Pronto, su labor devino necesaria en el mundo entero. Viajaron a Kurdistán, luego fueron convocados por el Tribunal Penal Internacional para la ex Yugoslavia a investigar las masacres en Bosnia, Croacia y Kosovo. Con el tiempo acudieron a Etiopía, Haití, Surinam, Sierra Leona, Togo, Zimbabue, Timor Oriental, Tailandia, Vietnam, Líbano, Chipre, Chad, Kenia, Ucrania, Georgia, Irán, Irak, Paraguay, Honduras, El Salvador, India, Sudáfrica, Canadá, España y Bolivia. En años recientes, indagaron los feminicidios y la desaparición de migrantes y víctimas del crimen organizado en México.

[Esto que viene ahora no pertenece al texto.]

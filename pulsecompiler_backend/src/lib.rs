//! Pulse-sequence compiler for waveform generators and digital pulse sequencers.
//!
//! Sequences are declared against an [`Experiment`]: every instruction is stamped with the
//! experiment-wide [`TimeCursor`] and appended to the log of its device. Compiling turns
//! each device log into hardware-ready tables:
//!
//! - waveform generators: pulses are merged into blocks ([`block`]), synthesized into
//!   samples ([`waveform`]) and laid out with delays and loops in a sequence table
//!   ([`segment`]);
//! - pulse sequencers: level changes and opcodes become fixed-width instructions with
//!   long delays and resolved branch targets ([`digital`]).
//!
//! Compilation is pure and all-or-nothing; errors are reported as [`CompileError`].

pub mod awg;
pub mod block;
pub mod channel;
pub mod config;
pub mod device;
pub mod digital;
pub mod error;
pub mod experiment;
pub mod instruction;
pub mod pulseblaster;
pub mod segment;
pub mod time_cursor;
pub mod utils;
pub mod waveform;

pub use awg::AwgDevice;
pub use config::*;
pub use device::*;
pub use digital::DigitalInstruction;
pub use error::{CompileError, Result};
pub use experiment::*;
pub use instruction::{Opcode, Shape};
pub use pulseblaster::PulseBlaster;
pub use segment::{Segment, SegmentKind};
pub use time_cursor::TimeCursor;

#[cfg(feature = "python")]
use pyo3::prelude::*;

#[cfg(feature = "python")]
#[pymodule]
fn pulsecompiler_backend(py: Python, m: &PyModule) -> PyResult<()> {
    pyo3_log::init();
    m.add_class::<Experiment>()?;
    m.add("TimingError", py.get_type::<error::TimingError>())?;
    m.add("ConfigurationError", py.get_type::<error::ConfigurationError>())?;
    m.add("CapacityError", py.get_type::<error::CapacityError>())?;
    m.add("ClippingError", py.get_type::<error::ClippingError>())?;
    Ok(())
}
//! Digital pulse sequencer device ("pulse blaster").

use crate::channel::ChannelFamily;
use crate::config::PulseBlasterConfig;
use crate::device::BaseDevice;
use crate::digital::{check_long_delay_repeats, compile_digital, DigitalInstruction};
use crate::error::{CompileError, Result};
use crate::instruction::{InstrKind, InstrLog, Opcode};

#[derive(Clone, Debug)]
pub struct PulseBlaster {
    name: String,
    cfg: PulseBlasterConfig,
    log: InstrLog,
}

impl BaseDevice for PulseBlaster {
    fn name(&self) -> &str {
        &self.name
    }
    fn log(&self) -> &InstrLog {
        &self.log
    }
    fn log_(&mut self) -> &mut InstrLog {
        &mut self.log
    }
    fn family(&self) -> ChannelFamily {
        ChannelFamily::Flag
    }
    fn channel_count(&self) -> usize {
        self.cfg.flags
    }
    fn kind_name(&self) -> &'static str {
        "pulse sequencer"
    }
    fn supports(&self, kind: &InstrKind) -> bool {
        !matches!(kind, InstrKind::Pulse(_) | InstrKind::Marker)
    }

    fn check_event(&self, t: f64, kind: &InstrKind, ref_label: Option<&str>) -> Result<()> {
        let InstrKind::Opcode { op, data } = kind else {
            return Ok(());
        };
        if op.takes_target() && ref_label.map_or(true, str::is_empty) {
            return Err(CompileError::config(format!(
                "device {}: {op} at {t} s needs a target ref",
                self.name
            )));
        }
        if *op == Opcode::LongDelay {
            check_long_delay_repeats(*data, &self.cfg, &format!("device {}: {op} at {t} s", self.name))?;
        }
        Ok(())
    }
}

impl PulseBlaster {
    pub fn new(name: &str, cfg: PulseBlasterConfig) -> Result<Self> {
        cfg.validate()
            .map_err(|err| CompileError::config(format!("device {name}: {err}")))?;
        Ok(Self {
            name: name.to_string(),
            cfg,
            log: InstrLog::new(),
        })
    }

    pub fn cfg(&self) -> &PulseBlasterConfig {
        &self.cfg
    }

    /// Sets `channel` to `on` at `t`; the level holds until the next change.
    pub fn level(&mut self, t: f64, channel: usize, on: bool) -> Result<()> {
        self.add_event(t, Some(channel), InstrKind::LevelChange { on }, None)
    }

    /// Declares an explicit opcode at `t`.
    ///
    /// For `Branch`, `Jsr` and `EndLoop` the ref names the target instruction; for every
    /// other opcode it labels the instruction so that others can target it.
    pub fn opcode(&mut self, t: f64, op: Opcode, data: u64, ref_label: Option<String>) -> Result<()> {
        self.add_event(t, None, InstrKind::Opcode { op, data }, ref_label)
    }

    /// Forces an instruction boundary at `t`, optionally labelling the new instruction.
    pub fn keep_going(&mut self, t: f64, ref_label: Option<String>) -> Result<()> {
        self.add_event(t, None, InstrKind::KeepGoing, ref_label)
    }

    pub fn compile(&self, total_duration: f64) -> Result<Vec<DigitalInstruction>> {
        compile_digital(&self.log, &self.cfg, total_duration, &self.name)
    }
}

#[cfg(test)]
mod test {
    use super::*;

    #[test]
    fn declaration_checks() {
        let mut pb = PulseBlaster::new("pb", PulseBlasterConfig { flags: 4, ..Default::default() }).unwrap();
        assert!(pb.level(0., 4, true).is_err());
        assert!(pb.opcode(0., Opcode::Branch, 0, None).is_err());
        assert!(pb.opcode(0., Opcode::Jsr, 0, Some(String::new())).is_err());
        pb.opcode(0., Opcode::Wait, 0, Some("start".into())).unwrap();
        pb.level(0., 3, true).unwrap();
        assert_eq!(pb.log().len(), 2);

        assert!(matches!(pb.opcode(0., Opcode::LongDelay, 1, None), Err(CompileError::Configuration(_))));
        assert!(matches!(pb.opcode(0., Opcode::LongDelay, 1 << 30, None), Err(CompileError::Capacity(_))));
        assert!(matches!(pb.level(-1., 0, true), Err(CompileError::Timing(_))));
        assert!(pb.add_event(0., Some(40), InstrKind::LevelChange { on: true }, None).is_err());
        assert!(pb.add_event(0., None, InstrKind::LevelChange { on: true }, None).is_err());
        assert_eq!(pb.log().len(), 2);
        assert!(PulseBlaster::new("bad", PulseBlasterConfig { flags: 0, ..Default::default() }).is_err());
    }
}
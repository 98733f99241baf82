use pulsecompiler_backend::*;

// Hahn-echo style demo: pi/2 - tau - pi on the generator, gate and trigger on the sequencer
fn declare<E: BaseExperiment>(exp: &mut E) -> Result<()> {
    let tau = 20e-6;
    exp.high("pb", "flag0", 2e-6, true)?;
    exp.delay(1e-6)?;
    exp.marker("awg", "ch1")?;
    exp.pulse("awg", "ch0", 50e-9, 100e6, 0., 0.5, Shape::Gaussian, false)?;
    exp.delay(tau)?;
    exp.pulse("awg", "ch0", 100e-9, 100e6, 90., 0.5, Shape::Gaussian, false)?;
    exp.delay(tau)?;
    exp.high("pb", "flag2", 10e-6, false)?;
    exp.delay(5e-6)?;
    Ok(())
}

fn main() -> Result<()> {
    let mut exp = Experiment::new();
    BaseExperiment::add_awg_device(
        &mut exp,
        "awg",
        AwgConfig {
            samp_rate: 1.25e9,
            trigger_latency_samples: Some(64),
            ..Default::default()
        },
    )?;
    BaseExperiment::add_pb_device(&mut exp, "pb", PulseBlasterConfig::default())?;
    declare(&mut exp)?;

    for (name, program) in BaseExperiment::compile(&exp)? {
        println!("{name}:");
        match program {
            CompiledProgram::Segments(table) => {
                for seg in table {
                    println!(
                        "  {:>5} start {:>8} len {:>8} loop {} {}{}",
                        if seg.is_delay() { "delay" } else { "block" },
                        seg.start,
                        seg.duration,
                        seg.loop_count,
                        if seg.is_start_of_loop { "S" } else { "-" },
                        if seg.is_end_of_loop { "E" } else { "-" },
                    );
                }
            }
            CompiledProgram::Instructions(program) => {
                for instr in program {
                    println!("  {instr}");
                }
            }
        }
    }
    Ok(())
}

De su reporte se desprende una toponimia de la infamia: El Mozote, Campo Algodonero, Playa Santa Teresita, Cocula, Canal San Fernando, Dos Erres, Kotebe, Patio 29, Arsenal de Tucumán, Raboteau, Birjinni. El EAAF ha hurgado la ruta de los centroamericanos en su camino al norte. En el siglo XXI México se convirtió en cementerio oculto para miles de desaparecidos propios y ajenos. Somos el país de las fosas, las barrancas, los basureros.

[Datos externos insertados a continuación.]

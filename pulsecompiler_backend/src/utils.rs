// The "utils" module holds sample-grid conversions shared by both compilers
use std::time::{SystemTime, UNIX_EPOCH};

/// Relative tolerance absorbing the binary representation error of decimal times,
/// e.g. `100e-6 * 1e9 = 99999.99999999999`, and of times summed by the cursor.
/// It scales with the position so it stays far below one sample at any magnitude.
pub const SAMPLE_REL_EPS: f64 = 64. * f64::EPSILON;

/// Converts a time in seconds to a position on a clock grid of `samp_rate`.
///
/// Positions are floored, so a time between two ticks belongs to the earlier tick.
pub fn time_to_pos(t: f64, samp_rate: f64) -> u64 {
    let x = t * samp_rate;
    let pos = (x + x.abs() * SAMPLE_REL_EPS).floor();
    if pos <= 0. {
        0
    } else {
        pos as u64
    }
}

pub fn floor_to_grid(value: u64, grid: u64) -> u64 {
    value - value % grid
}

pub fn ceil_to_grid(value: u64, grid: u64) -> u64 {
    value + (grid - (value % grid)) % grid
}

// Utility class for time-tracking of compile stages
pub struct TickTimer {
    pub milis: f64,
}

impl TickTimer {
    pub fn new() -> Self {
        Self { milis: now_milis() }
    }

    pub fn tick(&mut self) -> f64 {
        let milis = now_milis();
        let diff = milis - self.milis;
        self.milis = milis;
        diff
    }

    pub fn tick_log(&mut self, msg: &str) -> f64 {
        let diff = self.tick();
        log::debug!("{}: {:.3} ms", msg, diff);
        diff
    }
}

impl Default for TickTimer {
    fn default() -> Self {
        Self::new()
    }
}

fn now_milis() -> f64 {
    // A clock set before the epoch only distorts the profile, never the compile result
    let duration = SystemTime::now()
        .duration_since(UNIX_EPOCH)
        .unwrap_or_default();
    duration.as_secs() as f64 * 1e3 + duration.subsec_nanos() as f64 / 1e6
}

Al menos ahora los desaparecidos no están solos, ni sus deudos. Pensemos que hasta hace poco aquí nadie contaba los muertos, en especial indígenas, cuando eran reprimidos. No tenían nombre, ni número, ni sepultura, ni familia que los reclamara. No existían. Un 15 de junio de 1980, por ejemplo, ocurrió en Chiapas una masacre de indígenas que casi de inmediato fue olvidada. El Ejército federal, comandado por el general Absalón Castellanos Domínguez, y un grupo de ganaderos con uniforme militar, atacaron con gran capacidad de fuego a la comunidad inerme de Wololchán (o Golonchán, municipio de Sitalá). Oficialmente hubo 12 muertos, pero tanto terratenientes como líderes campesinos coinciden en que fue mucho mayor el número (Enemigos íntimos: terratenientes, violencia y poder en Chiapas, Aaron Bobrow-Strain, Cimsur-UNAM, 2015). Las decenas de heridos se curaron como pudieron. Las familias desalojadas fueron dispersadas, perseguidas, ignoradas. Y muchos de sus caídos quedaron por ahí, en fosas clandestinas. No sólo no se investigó el crimen, el general Castellanos Domínguez fue premiado con la gubernatura.

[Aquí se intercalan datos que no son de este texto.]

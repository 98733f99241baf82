//! Long-lived per-device workers driven by a [`CmdChan`].
//!
//! Each worker owns the compiled program of one device and a handle to the sink. A
//! command is broadcast to all workers at once; the pool then waits until every worker
//! has acknowledged it before the next command can be sent, so receivers never fall
//! more than one message behind.

use std::sync::Arc;
use std::thread::{self, JoinHandle};

use crossbeam::channel::{unbounded, Receiver, Sender};
use indexmap::IndexMap;

use pulsecompiler_backend::CompiledProgram;

use crate::error::{CtrlError, Result, SinkError};
use crate::sink::HardwareSink;
use crate::worker_cmd_chan::{CmdChan, CmdRecvr, WorkerCmd};

/// A worker's report on one command.
#[derive(Clone, Debug, PartialEq)]
pub struct Ack {
    pub device: String,
    pub cmd: WorkerCmd,
    pub outcome: Result<(), SinkError>,
}

pub struct WorkerPool {
    chan: CmdChan,
    acks: Receiver<Ack>,
    handles: Vec<(String, JoinHandle<Result<()>>)>,
}

fn run_worker(
    name: String,
    program: CompiledProgram,
    sink: Arc<dyn HardwareSink>,
    mut recvr: CmdRecvr,
    acks: Sender<Ack>,
) -> Result<()> {
    loop {
        let cmd = recvr.recv()?;
        let outcome = match cmd {
            WorkerCmd::Load => sink.load_program(&name, &program),
            WorkerCmd::Start => sink.start(&name),
            WorkerCmd::Abort => sink.abort(&name),
            WorkerCmd::Close => return Ok(()),
        };
        log::debug!("worker {name}: {cmd:?} done");
        let ack = Ack {
            device: name.clone(),
            cmd,
            outcome,
        };
        if acks.send(ack).is_err() {
            return Err(CtrlError::Worker(format!("worker {name}: pool is gone")));
        }
    }
}

/// Spawns one worker thread per compiled program.
pub fn spawn_device_workers(
    programs: &IndexMap<String, CompiledProgram>,
    sink: Arc<dyn HardwareSink>,
) -> Result<WorkerPool> {
    let chan = CmdChan::new();
    let (ack_send, acks) = unbounded();
    let mut pool = WorkerPool {
        chan,
        acks,
        handles: Vec::with_capacity(programs.len()),
    };
    for (name, program) in programs {
        let recvr = pool.chan.new_recvr();
        let (name_, program, sink, ack_send) = (name.clone(), program.clone(), sink.clone(), ack_send.clone());
        let handle = thread::Builder::new()
            .name(format!("worker-{name}"))
            .spawn(move || run_worker(name_, program, sink, recvr, ack_send))
            .map_err(|err| CtrlError::Worker(format!("cannot spawn worker for {name}: {err}")))?;
        pool.handles.push((name.clone(), handle));
    }
    Ok(pool)
}

impl WorkerPool {
    pub fn devices(&self) -> Vec<&str> {
        self.handles.iter().map(|(name, _)| name.as_str()).collect()
    }

    /// Sends `cmd` to every worker and waits for all acknowledgements.
    ///
    /// Acks are returned in device order. If any worker failed, the first failure (in
    /// device order) is returned instead.
    pub fn broadcast(&self, cmd: WorkerCmd) -> Result<Vec<Ack>> {
        if cmd == WorkerCmd::Close {
            return Err(CtrlError::Worker("use close() to stop the workers".to_string()));
        }
        self.chan.send(cmd);
        let mut acks = Vec::with_capacity(self.handles.len());
        for _ in 0..self.handles.len() {
            let ack = self
                .acks
                .recv()
                .map_err(|_| CtrlError::Worker(format!("workers exited before acknowledging {cmd:?}")))?;
            acks.push(ack);
        }
        let position = |device: &str| self.handles.iter().position(|(name, _)| name == device);
        acks.sort_by_key(|ack| position(&ack.device));
        if let Some(err) = acks.iter().find_map(|ack| ack.outcome.clone().err()) {
            return Err(err.into());
        }
        Ok(acks)
    }

    /// Stops every worker and joins its thread.
    pub fn close(mut self) -> Result<()> {
        self.chan.send(WorkerCmd::Close);
        for (name, handle) in std::mem::take(&mut self.handles) {
            handle
                .join()
                .map_err(|_| CtrlError::Worker(format!("worker {name} panicked")))??;
        }
        Ok(())
    }
}

impl Drop for WorkerPool {
    fn drop(&mut self) {
        if !self.handles.is_empty() {
            self.chan.send(WorkerCmd::Close);
        }
    }
}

El rescate de los desaparecidos ataja la inhumanidad de sus ausencias. Especialistas como el EEAF, como a su modo periodistas y grupos que asisten a sobrevivientes y familiares, deben estar preparados para tener luego que curarse y vivir con las cicatrices de la verdad. Con ellas también se construye.
La inolvidable protagonista de El fantasma de Anil, novela de Michael Ondaatje, es una antropóloga forense originaria de Sri Lanka (como el escritor mismo) que regresa a su país tras 18 años de ausencia. Formada en el extranjero y destacada en Guatemala y otras locaciones del horror, la conmociona encontrar en su tierra natal la muerte fresca y la muerte seca. Acude a la poesía para recuperar su humanidad. Y, sin embargo, las más oscuras tragedias griegas parecen inocentes comparadas con lo que ocurre aquí. A manera de conjuro, la poesía recorre el reporte del EEAF: Vallejo, Gelman, Neruda, el kurdo Sherko Bikas o la buscadora de desaparecidas Susana Chávez, quien desde Ciudad Juárez escribiera antes de ser asesinada: Así voy en mí misma / perdiendo la cuenta / de tus huesos.